Olhei para o lado, ainda não me conformado que aquilo estava mesmo acontecendo - e pedindo a Deus para que nenhum dos guys soubessem daquilo - e avistei o padrasto de Lua sair de outra sala com um cara todo de branco atrás de si.
Quando ele me oferecera a massagem fiquei tentado a aceitá-la, mas depois descobri que era feita por um homem e dei uma desculpa qualquer, recusando o convite. Era um cara! Suas mãos eram peludas! Pelo amor de Deus!
Ele acenou para mim com a cabeça entrando em outra sala para hidratar o cabelo.
Aquele lugar me dava náuseas.
Bufei mais uma vez.
- O que te incomoda, querido? - a senhora perguntou, sem tirar os olhos atentos das minhas mãos cascudas.
- Nada… - menti.

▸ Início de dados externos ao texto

//! Two-pass line-oriented text-to-graph reconciler.
//!
//! Pass 1 walks every line once to discover task names (any line containing
//! `{` opens a task). Pass 2 walks the lines again to apply properties,
//! close tasks, garbage-collect unvisited users, and resolve the cursor's
//! entity inline. A task still open at end-of-buffer (the user is mid-type)
//! gets the same close-time cleanup so it never retains stale user links.

use core_state::{Constraints, EntityRef, TaskId, World};

/// Diagnostics collected during a parse. Never surfaced as an `Err` — per
/// the error-handling design, parse and schedule record status on their
/// output rather than raising.
#[derive(Debug, Clone, Default)]
pub struct ParseReport {
    pub warnings: Vec<String>,
    pub lookup_misses: Vec<String>,
}

impl ParseReport {
    fn warn(&mut self, msg: impl Into<String>) {
        let msg = msg.into();
        tracing::warn!(%msg, "parse warning");
        self.warnings.push(msg);
    }

    fn lookup_miss(&mut self, msg: impl Into<String>) {
        let msg = msg.into();
        tracing::debug!(%msg, "parse lookup miss");
        self.lookup_misses.push(msg);
    }
}

/// Trim non-alphanumeric characters from both ends of `s`. Applied to task
/// names, property values, and date text identically.
pub fn strip_borders(s: &str) -> &str {
    s.trim_matches(|c: char| !c.is_alphanumeric())
}

pub fn parse_text(world: &mut World) -> ParseReport {
    let mut report = ParseReport::default();
    let line_count = world.buffer.line_count();
    let lines: Vec<String> = (0..line_count)
        .map(|i| world.buffer.line(i).unwrap_or_default())
        .collect();

    world.tasks.reset_visited();
    world.users.reset_visited();
    let edit_mode_tasks: Vec<TaskId> = world
        .tasks
        .for_each_live()
        .filter(|(_, t)| t.mode_edit)
        .map(|(id, _)| id)
        .collect();
    for id in edit_mode_tasks {
        world.tasks.task_mut(id).prereqs.clear();
    }

    // Pass 1: task detection.
    for line in &lines {
        if let Some(brace) = line.find('{') {
            let name = strip_borders(&line[..brace]);
            if !name.is_empty() {
                world.tasks.find_or_create(name);
            }
        }
    }

    world.line_task = vec![None; line_count];

    // Pass 2: properties, cursor resolution, task close cleanup.
    let cursor_pos = world.cursors.primary().map(|c| (c.row, c.column));
    let mut active: Option<TaskId> = None;
    for (row, line) in lines.iter().enumerate() {
        let line_body = line.strip_suffix('\n').unwrap_or(line);
        if let Some(brace) = line_body.find('{') {
            let name = strip_borders(&line_body[..brace]);
            let id = world.tasks.get(name).or_else(|| {
                if name.is_empty() {
                    None
                } else {
                    Some(world.tasks.find_or_create(name))
                }
            });
            active = id;
            world.line_task[row] = active;
            if let (Some(id), Some((cr, cc))) = (active, cursor_pos) {
                if cr == row && cc <= brace {
                    world.resolved_entity = EntityRef::Task(id);
                }
            }
            continue;
        }
        if line_body.trim() == "}" {
            world.line_task[row] = active;
            if let Some(id) = active.take() {
                close_task(world, id, &mut report);
            }
            continue;
        }
        if let Some(colon) = line_body.find(':') {
            world.line_task[row] = active;
            let Some(id) = active else {
                continue;
            };
            let prop = line_body[..colon].trim();
            let values_start = colon + 1;
            let rest = &line_body[values_start..];
            dispatch_property(world, id, prop, rest, row, values_start, cursor_pos, &mut report);
            continue;
        }
        world.line_task[row] = active;
    }
    if let Some(id) = active.take() {
        close_task(world, id, &mut report);
    }

    // Post-pass sweep.
    world.tasks.sweep_unvisited_edit_mode(&mut world.users);
    world.users.sweep_empty();
    world.tasks.rebuild_dependents();
    report
}

fn close_task(world: &mut World, id: TaskId, _report: &mut ParseReport) {
    finalize_task_dates(world, id);
    let unvisited: Vec<_> = world
        .tasks
        .task(id)
        .users
        .iter()
        .copied()
        .filter(|uid| !world.users.is_visited(*uid))
        .collect();
    for uid in unvisited {
        world.tasks.task_mut(id).users.remove(uid);
        world.users.user_mut(uid).tasks.remove(id);
    }
}

fn finalize_task_dates(world: &mut World, id: TaskId) {
    let task = world.tasks.task_mut(id);
    let has_dur = task.constraints.contains(Constraints::HAS_DURATION);
    let has_start = task.constraints.contains(Constraints::HAS_FIXED_START);
    let has_end = task.constraints.contains(Constraints::HAS_FIXED_END);
    if has_dur && has_start {
        task.day_end = task.day_start + task.day_duration - 1;
    } else if has_dur && has_end {
        task.day_start = task.day_end - task.day_duration + 1;
    }
}

#[allow(clippy::too_many_arguments)]
fn dispatch_property(
    world: &mut World,
    task_id: TaskId,
    prop: &str,
    values: &str,
    row: usize,
    values_start: usize,
    cursor_pos: Option<(usize, usize)>,
    report: &mut ParseReport,
) {
    match prop {
        "user" => {
            for (name, byte_range) in split_values_with_spans(values, values_start) {
                let name = strip_borders(name);
                if name.is_empty() {
                    continue;
                }
                let uid = world.users.find_or_create(name);
                if let Err(e) = world.tasks.task_mut(task_id).users.insert(uid, "users") {
                    report.warn(format!("{} on task users bag", e));
                    continue;
                }
                let _ = world.users.user_mut(uid).tasks.insert(task_id, "tasks");
                if let Some((cr, cc)) = cursor_pos {
                    if cr == row && byte_range.contains(&cc) {
                        world.resolved_entity = EntityRef::User(uid);
                    }
                }
            }
        }
        "prereq" => {
            for (name, byte_range) in split_values_with_spans(values, values_start) {
                let name = strip_borders(name);
                if name.is_empty() {
                    continue;
                }
                match world.tasks.get(name) {
                    Some(p) => {
                        if let Err(e) =
                            world.tasks.task_mut(task_id).prereqs.insert(p, "prereqs")
                        {
                            report.warn(format!("{} on task prereqs bag", e));
                        } else if let Some((cr, cc)) = cursor_pos {
                            if cr == row && byte_range.contains(&cc) {
                                world.resolved_entity = EntityRef::Prereq(p);
                            }
                        }
                    }
                    None => report.lookup_miss(format!("prereq {:?} not found", name)),
                }
            }
        }
        "duration" => {
            let raw = strip_borders(values.trim());
            match raw.parse::<i64>() {
                Ok(n) => {
                    let task = world.tasks.task_mut(task_id);
                    task.day_duration = n;
                    task.constraints.insert(Constraints::HAS_DURATION);
                }
                Err(_) => report.warn(format!("unparseable duration {:?}", raw)),
            }
        }
        "fixed_start" => {
            let raw = values.trim();
            match crate::date::parse_date(raw) {
                Some(day) => {
                    let task = world.tasks.task_mut(task_id);
                    task.day_start = day;
                    task.constraints.insert(Constraints::HAS_FIXED_START);
                }
                None => report.warn(format!("unparseable fixed_start {:?}", raw)),
            }
        }
        "fixed_end" => {
            let raw = values.trim();
            match crate::date::parse_date(raw) {
                Some(day) => {
                    let task = world.tasks.task_mut(task_id);
                    task.day_end = day;
                    task.constraints.insert(Constraints::HAS_FIXED_END);
                }
                None => report.warn(format!("unparseable fixed_end {:?}", raw)),
            }
        }
        "color" => {
            let raw = strip_borders(values.trim());
            let n: i64 = raw.parse().unwrap_or(-1);
            let clamped = if (0..=9).contains(&n) { n as u8 } else { 0 };
            world.tasks.task_mut(task_id).status_color = clamped;
        }
        other => report.warn(format!("unknown property {:?}", other)),
    }
}

/// Split a comma-separated value list, yielding each trimmed token paired
/// with its absolute byte range within the owning line (used for inline
/// cursor-entity resolution).
fn split_values_with_spans(
    values: &str,
    base_offset: usize,
) -> Vec<(&str, std::ops::Range<usize>)> {
    let mut out = Vec::new();
    let mut start = 0usize;
    for part in values.split(',') {
        let piece_start = base_offset + start;
        let piece_end = piece_start + part.len();
        out.push((part, piece_start..piece_end));
        start += part.len() + 1;
    }
    out
}

#[cfg(test)]
mod tests {
    use super::*;
    use core_state::World;
    use core_text::Buffer;

    fn world_from(text: &str) -> World {
        World::new(Buffer::from_str("t", text).unwrap())
    }

    #[test]
    fn s1_minimum_feasible_inputs_parse_into_graph() {
        let mut w = world_from(
            "A {\n  duration: 3\n  fixed_start: 2024-01-01\n}\nB {\n  duration: 2\n  prereq: A\n}\n",
        );
        parse_text(&mut w);
        let a = w.tasks.get("A").unwrap();
        let b = w.tasks.get("B").unwrap();
        assert!(w.tasks.task(b).prereqs.contains(a));
        assert_eq!(w.tasks.task(a).day_duration, 3);
    }

    #[test]
    fn s5_mid_edit_resilience_keeps_both_users_when_unclosed() {
        let mut w = world_from("A {\n  user: alice\n  user: bob\n");
        parse_text(&mut w);
        let a = w.tasks.get("A").unwrap();
        assert_eq!(w.tasks.task(a).users.len(), 2);
    }

    #[test]
    fn s5_removing_a_user_line_destroys_that_user_only() {
        let mut w = world_from("A {\n  user: alice\n  user: bob\n}\n");
        parse_text(&mut w);
        w.buffer = Buffer::from_str("t", "A {\n  user: alice\n}\n").unwrap();
        let report = parse_text(&mut w);
        assert!(report.warnings.is_empty());
        let a = w.tasks.get("A").unwrap();
        assert_eq!(w.tasks.task(a).users.len(), 1);
        assert!(w.users.get("bob").is_none());
        assert!(w.users.get("alice").is_some());
    }

    #[test]
    fn s6_zero_user_garbage_collected_after_property_removed() {
        let mut w = world_from("A {\n  user: alice\n}\n");
        parse_text(&mut w);
        assert!(w.users.get("alice").is_some());
        w.buffer = Buffer::from_str("t", "A {\n}\n").unwrap();
        parse_text(&mut w);
        let a = w.tasks.get("A").unwrap();
        assert!(w.tasks.task(a).users.is_empty());
        assert!(w.users.get("alice").is_none());
    }

    #[test]
    fn unknown_property_warns_and_leaves_task_intact() {
        let mut w = world_from("A {\n  bogus: 1\n}\n");
        let report = parse_text(&mut w);
        assert_eq!(report.warnings.len(), 1);
        assert!(w.tasks.get("A").is_some());
    }

    #[test]
    fn missing_prereq_is_silently_skipped() {
        let mut w = world_from("A {\n  prereq: ghost\n}\n");
        let report = parse_text(&mut w);
        assert_eq!(report.lookup_misses.len(), 1);
        let a = w.tasks.get("A").unwrap();
        assert!(w.tasks.task(a).prereqs.is_empty());
    }

    #[test]
    fn p8_idempotent_reparse_creates_nothing_new() {
        let mut w = world_from("A {\n  user: alice\n  prereq: B\n}\nB {\n}\n");
        parse_text(&mut w);
        let before_tasks: Vec<_> = w.tasks.for_each_live().map(|(id, _)| id).collect();
        let before_users: Vec<_> = w.users.for_each_live().map(|(id, _)| id).collect();
        parse_text(&mut w);
        let after_tasks: Vec<_> = w.tasks.for_each_live().map(|(id, _)| id).collect();
        let after_users: Vec<_> = w.users.for_each_live().map(|(id, _)| id).collect();
        assert_eq!(before_tasks, after_tasks);
        assert_eq!(before_users, after_users);
    }

    #[test]
    fn duplicate_task_name_merges_silently() {
        let mut w = world_from("A {\n  duration: 1\n}\nA {\n  duration: 2\n}\n");
        parse_text(&mut w);
        assert_eq!(w.tasks.for_each_live().count(), 1);
        let a = w.tasks.get("A").unwrap();
        assert_eq!(w.tasks.task(a).day_duration, 2);
    }

    #[test]
    fn dependents_are_rebuilt_after_parse() {
        let mut w = world_from("A {\n}\nB {\n  prereq: A\n}\n");
        parse_text(&mut w);
        let a = w.tasks.get("A").unwrap();
        let b = w.tasks.get("B").unwrap();
        assert!(w.tasks.task(a).dependents.contains(b));
    }
}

Na verdade, o que eu mais queria era gritar para ela que o fato de estar fazendo as unhas me incomodava, o fato de estar em um salão de belezas me incomodava e, acima de tudo, o fato de que a garota que eu amava parecia não sentir o mesmo por mim me incomodava, mas não seria uma coisa muito legal de se dizer. Principalmente porque duas das coisas que me incomodavam eram relacionadas a ela.
- Bom, se quiser me contar, estou a sua disposição. - ela ofereceu, sorrindo.
Olhei para os dois lados, sentindo minha língua formigar.
“Não! Pare com isso, Thur! Você é homem, e não vai contar seus problemas a uma manicure, como uma garotinha indefesa e sem auto-estima!” pensei, mordendo a bochecha com força.
- Agarotaqueeuamonãomeama. - soltei de uma vez, sentindo um alívio no peito.
A manicure continuou séria, trabalhando em minha mão, e por um instante pensei que ela não tivesse ouvido. Preparei-me para repetir, quando ela me cortou com uma pergunta:
- Como você pode ter certeza? Ela chegou a dizer que não te ama?
- Hm… Não, mas eu já disse que a amo duas vezes e nas duas vezes ela deu um jeito de fugir do assunto. Hoje, por exemplo, ela ficou muda por um bom tempo, me olhando com cara de pastel, e quando eu pedi que dissesse alguma coisa ela fingiu se assustar com a sua mãe, que gritou pela escada que o almoço ia esfriar. - respondi, tentando convencê-la de algo que nem eu tinha certeza. Não sabia se ela me amava, mas também não podia afirmar que ela não gostava nem um pouco de mim. Afinal, depois de tudo que tinha feito para me ajudar…
- Se é esse seu problema, faça ela dizer que te ama. - ela aconselhou, olhando para mim pela primeira vez, por cima da armação dos óculos de gatinha. - Como fazer isso? Só você sabe.
cap 88
Sábado, dia 14 de Novembro, 18:48, baile.
Lua:
- Finalmente! - exclamei, levantando-me da cadeira. Minha bunda estava quadrada e formigando. Virei-me para o espelho e sorri, maravilhada. Todo o trabalho tinha valido a pena. Hugo, o cabeleireiro, havia transformado meu cabelo sem graça num emaranhado de cachos rebeldes. A maquiagem era bem escura, mas suave ao mesmo tempo. Sombra dourada e preta nos olhos, blush pêssego e a boca rosa.
Se Thur me ouvisse descrevendo uma maquiagem, ficaria orgulhoso de mim!
- Você está uma gata, Lua! - Hugo exclamou, afetado.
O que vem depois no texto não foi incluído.